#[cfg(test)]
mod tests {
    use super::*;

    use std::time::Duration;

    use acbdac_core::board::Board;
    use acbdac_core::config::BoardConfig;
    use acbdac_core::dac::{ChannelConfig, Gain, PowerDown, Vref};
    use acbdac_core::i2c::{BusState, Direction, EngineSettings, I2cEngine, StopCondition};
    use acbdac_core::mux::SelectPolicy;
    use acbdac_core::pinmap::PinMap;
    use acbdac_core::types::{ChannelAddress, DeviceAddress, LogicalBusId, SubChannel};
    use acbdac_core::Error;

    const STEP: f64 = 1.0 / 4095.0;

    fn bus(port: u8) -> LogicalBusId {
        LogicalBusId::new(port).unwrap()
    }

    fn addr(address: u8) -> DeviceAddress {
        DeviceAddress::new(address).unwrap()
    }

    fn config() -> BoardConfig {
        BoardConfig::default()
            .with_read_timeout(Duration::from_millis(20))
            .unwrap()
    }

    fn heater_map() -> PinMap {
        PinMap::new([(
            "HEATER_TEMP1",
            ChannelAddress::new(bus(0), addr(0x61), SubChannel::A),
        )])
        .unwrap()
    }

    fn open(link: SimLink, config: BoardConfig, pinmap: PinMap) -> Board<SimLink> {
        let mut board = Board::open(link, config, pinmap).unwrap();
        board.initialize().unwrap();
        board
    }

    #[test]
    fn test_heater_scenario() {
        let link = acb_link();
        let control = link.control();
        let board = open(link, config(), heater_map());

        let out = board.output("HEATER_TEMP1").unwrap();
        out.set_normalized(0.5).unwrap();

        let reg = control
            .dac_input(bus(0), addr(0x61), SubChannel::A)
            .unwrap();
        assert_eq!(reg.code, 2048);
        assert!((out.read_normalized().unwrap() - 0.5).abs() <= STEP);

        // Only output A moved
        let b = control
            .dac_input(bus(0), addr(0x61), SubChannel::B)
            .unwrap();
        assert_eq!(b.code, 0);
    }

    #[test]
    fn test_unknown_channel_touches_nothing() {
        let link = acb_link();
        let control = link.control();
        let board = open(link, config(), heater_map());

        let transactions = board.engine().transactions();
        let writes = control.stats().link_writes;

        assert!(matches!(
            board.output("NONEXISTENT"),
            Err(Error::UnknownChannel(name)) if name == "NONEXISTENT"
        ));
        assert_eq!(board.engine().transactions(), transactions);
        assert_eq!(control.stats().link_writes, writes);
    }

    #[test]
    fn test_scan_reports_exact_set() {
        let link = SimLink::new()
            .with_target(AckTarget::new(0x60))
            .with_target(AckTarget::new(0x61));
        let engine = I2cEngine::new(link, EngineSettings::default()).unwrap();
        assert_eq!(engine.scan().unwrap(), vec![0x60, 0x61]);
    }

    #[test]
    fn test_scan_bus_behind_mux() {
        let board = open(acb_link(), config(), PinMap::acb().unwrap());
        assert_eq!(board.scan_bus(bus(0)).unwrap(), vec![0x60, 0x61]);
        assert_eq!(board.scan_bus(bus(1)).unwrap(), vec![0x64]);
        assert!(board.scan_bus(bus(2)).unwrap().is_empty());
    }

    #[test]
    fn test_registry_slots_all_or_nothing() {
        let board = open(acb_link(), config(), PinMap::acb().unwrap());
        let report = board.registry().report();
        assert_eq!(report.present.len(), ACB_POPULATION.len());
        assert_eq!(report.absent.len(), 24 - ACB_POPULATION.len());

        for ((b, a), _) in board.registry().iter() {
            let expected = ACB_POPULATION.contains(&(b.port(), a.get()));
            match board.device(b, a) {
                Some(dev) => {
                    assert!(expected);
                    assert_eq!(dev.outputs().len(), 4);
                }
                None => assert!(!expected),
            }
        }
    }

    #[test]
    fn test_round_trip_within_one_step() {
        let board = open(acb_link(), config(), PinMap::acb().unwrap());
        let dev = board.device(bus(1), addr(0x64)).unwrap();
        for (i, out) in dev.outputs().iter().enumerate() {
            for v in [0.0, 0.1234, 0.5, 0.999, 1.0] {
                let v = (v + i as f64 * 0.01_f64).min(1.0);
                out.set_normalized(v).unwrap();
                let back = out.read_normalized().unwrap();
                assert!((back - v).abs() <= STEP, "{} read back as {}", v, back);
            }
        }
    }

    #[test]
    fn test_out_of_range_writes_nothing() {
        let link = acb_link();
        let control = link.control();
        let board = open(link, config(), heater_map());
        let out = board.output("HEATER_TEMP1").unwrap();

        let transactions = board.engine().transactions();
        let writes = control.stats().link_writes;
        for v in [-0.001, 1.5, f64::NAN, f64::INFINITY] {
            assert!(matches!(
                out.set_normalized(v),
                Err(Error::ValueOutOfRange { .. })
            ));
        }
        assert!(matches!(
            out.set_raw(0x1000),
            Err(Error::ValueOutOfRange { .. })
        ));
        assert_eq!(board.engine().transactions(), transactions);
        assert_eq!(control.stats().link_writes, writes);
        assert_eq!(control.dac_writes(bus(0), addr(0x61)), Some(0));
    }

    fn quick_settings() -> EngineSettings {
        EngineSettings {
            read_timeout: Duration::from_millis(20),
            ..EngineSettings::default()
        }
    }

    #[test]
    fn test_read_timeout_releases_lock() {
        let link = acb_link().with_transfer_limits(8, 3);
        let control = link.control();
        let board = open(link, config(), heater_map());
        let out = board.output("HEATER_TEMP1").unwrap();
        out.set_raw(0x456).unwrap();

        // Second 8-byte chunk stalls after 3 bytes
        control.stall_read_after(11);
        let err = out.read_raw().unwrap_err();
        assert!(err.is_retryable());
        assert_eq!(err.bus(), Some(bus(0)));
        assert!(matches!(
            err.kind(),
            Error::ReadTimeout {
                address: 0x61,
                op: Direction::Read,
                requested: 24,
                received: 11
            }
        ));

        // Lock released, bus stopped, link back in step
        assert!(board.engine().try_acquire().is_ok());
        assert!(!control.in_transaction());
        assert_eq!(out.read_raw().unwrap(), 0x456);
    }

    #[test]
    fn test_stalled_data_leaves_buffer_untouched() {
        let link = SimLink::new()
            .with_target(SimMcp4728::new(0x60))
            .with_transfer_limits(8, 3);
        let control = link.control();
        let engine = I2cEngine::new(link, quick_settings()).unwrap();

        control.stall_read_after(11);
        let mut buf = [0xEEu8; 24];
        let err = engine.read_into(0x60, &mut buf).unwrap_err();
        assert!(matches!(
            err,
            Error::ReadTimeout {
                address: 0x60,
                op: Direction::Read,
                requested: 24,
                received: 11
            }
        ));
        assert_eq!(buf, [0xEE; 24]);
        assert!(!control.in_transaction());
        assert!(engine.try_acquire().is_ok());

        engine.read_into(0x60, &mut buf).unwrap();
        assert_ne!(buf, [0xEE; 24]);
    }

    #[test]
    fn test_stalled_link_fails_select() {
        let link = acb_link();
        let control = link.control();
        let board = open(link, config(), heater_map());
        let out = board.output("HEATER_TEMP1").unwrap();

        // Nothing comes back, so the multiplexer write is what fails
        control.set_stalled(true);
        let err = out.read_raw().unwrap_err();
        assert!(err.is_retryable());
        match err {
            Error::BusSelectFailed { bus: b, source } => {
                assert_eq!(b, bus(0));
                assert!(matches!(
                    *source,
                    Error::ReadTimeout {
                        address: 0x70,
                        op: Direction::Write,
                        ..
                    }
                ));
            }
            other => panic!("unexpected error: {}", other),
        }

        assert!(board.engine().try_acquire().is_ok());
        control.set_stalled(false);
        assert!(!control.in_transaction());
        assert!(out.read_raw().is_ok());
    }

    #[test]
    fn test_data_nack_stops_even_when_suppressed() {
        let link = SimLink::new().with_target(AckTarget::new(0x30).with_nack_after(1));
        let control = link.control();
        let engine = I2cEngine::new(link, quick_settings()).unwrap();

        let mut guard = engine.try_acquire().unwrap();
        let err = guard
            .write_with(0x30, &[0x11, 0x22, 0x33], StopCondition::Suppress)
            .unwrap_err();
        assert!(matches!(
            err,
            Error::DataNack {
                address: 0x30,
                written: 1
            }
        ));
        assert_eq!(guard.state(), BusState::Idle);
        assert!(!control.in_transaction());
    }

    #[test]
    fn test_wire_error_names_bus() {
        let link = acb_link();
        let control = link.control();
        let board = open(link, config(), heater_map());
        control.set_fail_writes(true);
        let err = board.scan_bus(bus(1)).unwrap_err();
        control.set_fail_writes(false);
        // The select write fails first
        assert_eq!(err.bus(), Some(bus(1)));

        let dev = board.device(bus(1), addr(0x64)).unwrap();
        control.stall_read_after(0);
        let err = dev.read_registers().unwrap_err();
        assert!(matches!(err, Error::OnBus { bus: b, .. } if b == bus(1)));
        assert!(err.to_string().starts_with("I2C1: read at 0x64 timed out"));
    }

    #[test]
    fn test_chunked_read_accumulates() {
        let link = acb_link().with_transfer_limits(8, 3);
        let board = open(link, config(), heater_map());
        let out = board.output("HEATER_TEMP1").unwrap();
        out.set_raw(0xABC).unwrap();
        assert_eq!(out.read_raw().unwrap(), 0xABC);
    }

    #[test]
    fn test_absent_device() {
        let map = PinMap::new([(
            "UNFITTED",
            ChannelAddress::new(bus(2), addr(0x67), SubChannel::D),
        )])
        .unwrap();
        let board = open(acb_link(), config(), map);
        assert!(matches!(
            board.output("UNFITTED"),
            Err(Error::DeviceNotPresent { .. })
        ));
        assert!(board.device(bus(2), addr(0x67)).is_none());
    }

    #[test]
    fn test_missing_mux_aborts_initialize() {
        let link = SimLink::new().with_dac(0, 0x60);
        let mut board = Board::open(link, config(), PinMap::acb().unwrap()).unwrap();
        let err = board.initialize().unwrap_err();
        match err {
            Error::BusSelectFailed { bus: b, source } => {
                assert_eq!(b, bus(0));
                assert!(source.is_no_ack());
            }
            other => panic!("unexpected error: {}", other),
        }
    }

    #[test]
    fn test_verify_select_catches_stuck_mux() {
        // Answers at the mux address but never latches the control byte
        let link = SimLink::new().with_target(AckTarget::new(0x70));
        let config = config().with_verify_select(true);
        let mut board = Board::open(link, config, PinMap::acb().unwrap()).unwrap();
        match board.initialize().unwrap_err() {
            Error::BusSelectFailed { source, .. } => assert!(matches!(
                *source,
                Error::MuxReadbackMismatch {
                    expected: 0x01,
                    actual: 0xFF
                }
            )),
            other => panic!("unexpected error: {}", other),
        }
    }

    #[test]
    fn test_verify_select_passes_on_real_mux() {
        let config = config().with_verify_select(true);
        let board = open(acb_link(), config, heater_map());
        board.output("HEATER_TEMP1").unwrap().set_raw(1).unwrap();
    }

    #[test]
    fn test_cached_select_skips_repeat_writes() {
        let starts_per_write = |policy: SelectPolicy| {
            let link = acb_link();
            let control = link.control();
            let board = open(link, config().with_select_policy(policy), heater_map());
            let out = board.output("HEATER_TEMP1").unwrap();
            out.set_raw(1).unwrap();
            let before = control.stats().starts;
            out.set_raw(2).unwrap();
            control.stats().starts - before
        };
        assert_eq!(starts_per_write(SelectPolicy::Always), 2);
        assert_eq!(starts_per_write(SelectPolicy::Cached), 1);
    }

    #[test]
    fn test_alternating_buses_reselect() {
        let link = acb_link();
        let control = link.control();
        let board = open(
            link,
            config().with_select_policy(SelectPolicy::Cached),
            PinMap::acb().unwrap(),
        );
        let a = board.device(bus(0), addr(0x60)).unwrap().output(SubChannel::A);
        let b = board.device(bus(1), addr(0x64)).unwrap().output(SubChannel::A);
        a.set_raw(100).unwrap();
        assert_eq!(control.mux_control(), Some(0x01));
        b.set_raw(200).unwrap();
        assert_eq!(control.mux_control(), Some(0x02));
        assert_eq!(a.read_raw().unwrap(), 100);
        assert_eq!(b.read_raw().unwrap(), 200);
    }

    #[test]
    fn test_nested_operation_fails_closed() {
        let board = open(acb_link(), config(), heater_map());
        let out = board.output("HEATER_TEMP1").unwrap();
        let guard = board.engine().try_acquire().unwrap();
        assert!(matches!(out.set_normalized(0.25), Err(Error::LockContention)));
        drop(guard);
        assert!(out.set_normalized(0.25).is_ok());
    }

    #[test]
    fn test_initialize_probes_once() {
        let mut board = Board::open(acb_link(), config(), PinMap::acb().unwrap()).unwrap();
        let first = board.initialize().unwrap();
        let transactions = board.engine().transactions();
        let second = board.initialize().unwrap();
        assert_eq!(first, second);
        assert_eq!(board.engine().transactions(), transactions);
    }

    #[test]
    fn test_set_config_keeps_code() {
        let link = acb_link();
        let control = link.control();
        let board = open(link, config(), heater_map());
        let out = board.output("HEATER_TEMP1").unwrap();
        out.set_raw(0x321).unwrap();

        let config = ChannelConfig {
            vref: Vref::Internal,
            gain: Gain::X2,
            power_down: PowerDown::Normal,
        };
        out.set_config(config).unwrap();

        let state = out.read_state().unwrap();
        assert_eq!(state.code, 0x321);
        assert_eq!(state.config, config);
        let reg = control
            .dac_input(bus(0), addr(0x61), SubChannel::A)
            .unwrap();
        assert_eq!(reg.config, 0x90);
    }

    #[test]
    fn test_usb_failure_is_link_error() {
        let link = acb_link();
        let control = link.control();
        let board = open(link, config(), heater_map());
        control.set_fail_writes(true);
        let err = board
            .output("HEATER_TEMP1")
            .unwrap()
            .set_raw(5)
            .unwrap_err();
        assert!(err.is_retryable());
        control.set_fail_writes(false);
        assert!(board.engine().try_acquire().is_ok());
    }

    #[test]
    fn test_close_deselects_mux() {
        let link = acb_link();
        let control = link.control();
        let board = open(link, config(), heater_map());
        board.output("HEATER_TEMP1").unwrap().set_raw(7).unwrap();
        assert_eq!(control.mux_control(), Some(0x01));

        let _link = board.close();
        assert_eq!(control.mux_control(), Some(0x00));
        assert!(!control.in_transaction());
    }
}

• • • •

Goal of the exercise:
The string "BusState" marks the lines to return from the material. Copy each one.

Result for this task:
    use acbdac_core::i2c::{BusState, Direction, EngineSettings, I2cEngine, StopCondition};
        assert_eq!(guard.state(), BusState::Idle);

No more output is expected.